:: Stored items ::
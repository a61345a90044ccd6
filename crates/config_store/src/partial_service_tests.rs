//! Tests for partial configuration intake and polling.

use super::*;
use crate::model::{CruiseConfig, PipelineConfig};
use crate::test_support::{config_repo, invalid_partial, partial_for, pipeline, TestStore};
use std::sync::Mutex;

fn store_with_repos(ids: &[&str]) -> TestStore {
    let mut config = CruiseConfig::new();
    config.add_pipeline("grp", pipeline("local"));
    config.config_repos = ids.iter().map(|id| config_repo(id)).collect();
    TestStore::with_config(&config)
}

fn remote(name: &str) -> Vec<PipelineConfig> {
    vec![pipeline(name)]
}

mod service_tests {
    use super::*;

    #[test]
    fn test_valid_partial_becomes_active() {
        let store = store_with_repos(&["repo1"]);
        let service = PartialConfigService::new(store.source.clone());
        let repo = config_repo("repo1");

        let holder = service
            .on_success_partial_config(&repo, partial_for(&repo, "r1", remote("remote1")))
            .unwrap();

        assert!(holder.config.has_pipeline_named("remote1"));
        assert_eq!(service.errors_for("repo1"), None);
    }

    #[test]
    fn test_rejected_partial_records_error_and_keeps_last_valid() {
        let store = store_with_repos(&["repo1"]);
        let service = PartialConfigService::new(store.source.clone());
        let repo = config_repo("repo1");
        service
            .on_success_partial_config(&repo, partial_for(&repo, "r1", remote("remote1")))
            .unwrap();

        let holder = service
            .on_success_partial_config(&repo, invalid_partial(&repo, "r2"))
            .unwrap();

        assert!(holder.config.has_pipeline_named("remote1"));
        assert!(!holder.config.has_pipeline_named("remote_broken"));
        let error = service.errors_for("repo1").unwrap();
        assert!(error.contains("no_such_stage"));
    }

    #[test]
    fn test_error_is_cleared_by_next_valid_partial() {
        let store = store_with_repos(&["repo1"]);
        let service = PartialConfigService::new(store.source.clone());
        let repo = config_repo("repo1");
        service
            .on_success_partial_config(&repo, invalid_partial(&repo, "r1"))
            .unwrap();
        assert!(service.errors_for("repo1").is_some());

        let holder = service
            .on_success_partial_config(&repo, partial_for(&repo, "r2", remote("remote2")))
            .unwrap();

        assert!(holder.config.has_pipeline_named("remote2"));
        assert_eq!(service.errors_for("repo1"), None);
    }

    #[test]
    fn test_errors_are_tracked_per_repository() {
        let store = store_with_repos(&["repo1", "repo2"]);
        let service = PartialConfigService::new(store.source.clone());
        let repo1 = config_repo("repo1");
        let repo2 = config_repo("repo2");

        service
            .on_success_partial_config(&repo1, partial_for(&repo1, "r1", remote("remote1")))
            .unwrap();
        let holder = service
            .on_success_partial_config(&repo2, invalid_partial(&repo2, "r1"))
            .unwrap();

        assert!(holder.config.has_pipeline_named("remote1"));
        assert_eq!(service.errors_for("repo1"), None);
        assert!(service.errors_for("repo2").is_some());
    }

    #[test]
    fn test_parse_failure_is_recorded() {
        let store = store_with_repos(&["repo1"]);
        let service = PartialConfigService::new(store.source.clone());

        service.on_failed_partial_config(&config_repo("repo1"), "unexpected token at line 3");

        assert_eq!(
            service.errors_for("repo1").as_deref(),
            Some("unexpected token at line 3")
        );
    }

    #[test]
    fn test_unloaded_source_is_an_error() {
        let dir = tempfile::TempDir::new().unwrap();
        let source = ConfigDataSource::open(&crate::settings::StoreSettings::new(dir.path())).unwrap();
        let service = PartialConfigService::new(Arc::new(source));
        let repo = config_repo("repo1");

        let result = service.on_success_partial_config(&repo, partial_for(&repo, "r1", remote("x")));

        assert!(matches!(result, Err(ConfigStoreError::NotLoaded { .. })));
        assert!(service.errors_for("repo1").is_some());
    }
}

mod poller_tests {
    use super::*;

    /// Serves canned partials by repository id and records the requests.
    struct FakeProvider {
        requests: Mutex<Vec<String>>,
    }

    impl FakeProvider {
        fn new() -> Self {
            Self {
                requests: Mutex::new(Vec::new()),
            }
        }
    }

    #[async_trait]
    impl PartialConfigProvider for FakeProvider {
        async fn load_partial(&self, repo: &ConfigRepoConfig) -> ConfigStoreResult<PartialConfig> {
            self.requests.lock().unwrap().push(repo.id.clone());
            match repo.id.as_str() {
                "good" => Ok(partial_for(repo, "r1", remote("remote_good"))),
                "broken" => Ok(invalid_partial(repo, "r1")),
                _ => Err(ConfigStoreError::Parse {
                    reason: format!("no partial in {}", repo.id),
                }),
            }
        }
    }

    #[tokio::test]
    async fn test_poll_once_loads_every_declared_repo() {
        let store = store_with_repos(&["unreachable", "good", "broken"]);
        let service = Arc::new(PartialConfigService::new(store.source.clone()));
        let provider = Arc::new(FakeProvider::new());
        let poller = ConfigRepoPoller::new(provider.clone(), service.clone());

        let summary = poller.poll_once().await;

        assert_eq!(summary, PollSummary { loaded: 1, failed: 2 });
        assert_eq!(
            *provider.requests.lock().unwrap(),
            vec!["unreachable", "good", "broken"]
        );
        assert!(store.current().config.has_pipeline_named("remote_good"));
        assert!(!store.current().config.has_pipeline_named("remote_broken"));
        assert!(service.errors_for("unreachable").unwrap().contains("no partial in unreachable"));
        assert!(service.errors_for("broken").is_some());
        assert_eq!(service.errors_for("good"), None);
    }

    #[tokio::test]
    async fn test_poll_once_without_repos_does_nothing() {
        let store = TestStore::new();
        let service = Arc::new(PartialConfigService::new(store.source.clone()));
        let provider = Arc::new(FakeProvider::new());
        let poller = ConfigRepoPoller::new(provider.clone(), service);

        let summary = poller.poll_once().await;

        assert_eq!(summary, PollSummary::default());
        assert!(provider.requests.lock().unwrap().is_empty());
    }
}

...

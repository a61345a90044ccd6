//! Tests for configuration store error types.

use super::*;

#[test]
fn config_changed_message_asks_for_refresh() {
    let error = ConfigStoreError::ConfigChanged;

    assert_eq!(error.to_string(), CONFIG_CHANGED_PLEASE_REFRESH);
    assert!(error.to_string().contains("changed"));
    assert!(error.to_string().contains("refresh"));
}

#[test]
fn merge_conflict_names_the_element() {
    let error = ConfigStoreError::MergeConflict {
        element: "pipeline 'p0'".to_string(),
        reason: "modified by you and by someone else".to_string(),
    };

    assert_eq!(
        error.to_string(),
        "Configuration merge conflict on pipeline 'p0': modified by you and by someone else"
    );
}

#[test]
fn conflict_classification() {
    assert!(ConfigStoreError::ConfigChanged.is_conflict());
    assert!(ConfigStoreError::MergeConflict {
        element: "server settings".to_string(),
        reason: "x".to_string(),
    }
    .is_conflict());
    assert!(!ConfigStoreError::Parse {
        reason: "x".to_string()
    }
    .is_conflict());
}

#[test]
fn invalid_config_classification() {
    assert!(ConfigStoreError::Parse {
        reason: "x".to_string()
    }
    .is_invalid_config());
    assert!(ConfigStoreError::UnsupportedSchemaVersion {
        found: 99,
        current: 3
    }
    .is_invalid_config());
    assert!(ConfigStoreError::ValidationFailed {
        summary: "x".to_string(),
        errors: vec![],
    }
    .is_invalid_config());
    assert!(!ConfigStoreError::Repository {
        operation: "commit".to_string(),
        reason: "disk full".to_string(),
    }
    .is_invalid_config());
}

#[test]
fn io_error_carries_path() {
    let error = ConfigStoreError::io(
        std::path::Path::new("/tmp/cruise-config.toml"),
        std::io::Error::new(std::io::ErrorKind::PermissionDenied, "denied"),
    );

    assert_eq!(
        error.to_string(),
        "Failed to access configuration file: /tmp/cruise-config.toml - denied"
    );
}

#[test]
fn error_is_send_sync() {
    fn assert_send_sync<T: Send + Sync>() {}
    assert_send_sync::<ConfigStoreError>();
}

:: ABOUT THIS EXERCISE ::
An answer consisting of the number alone is required: how many lines in the entries hold the string "CruiseConfig"?

:: ANSWER ::
2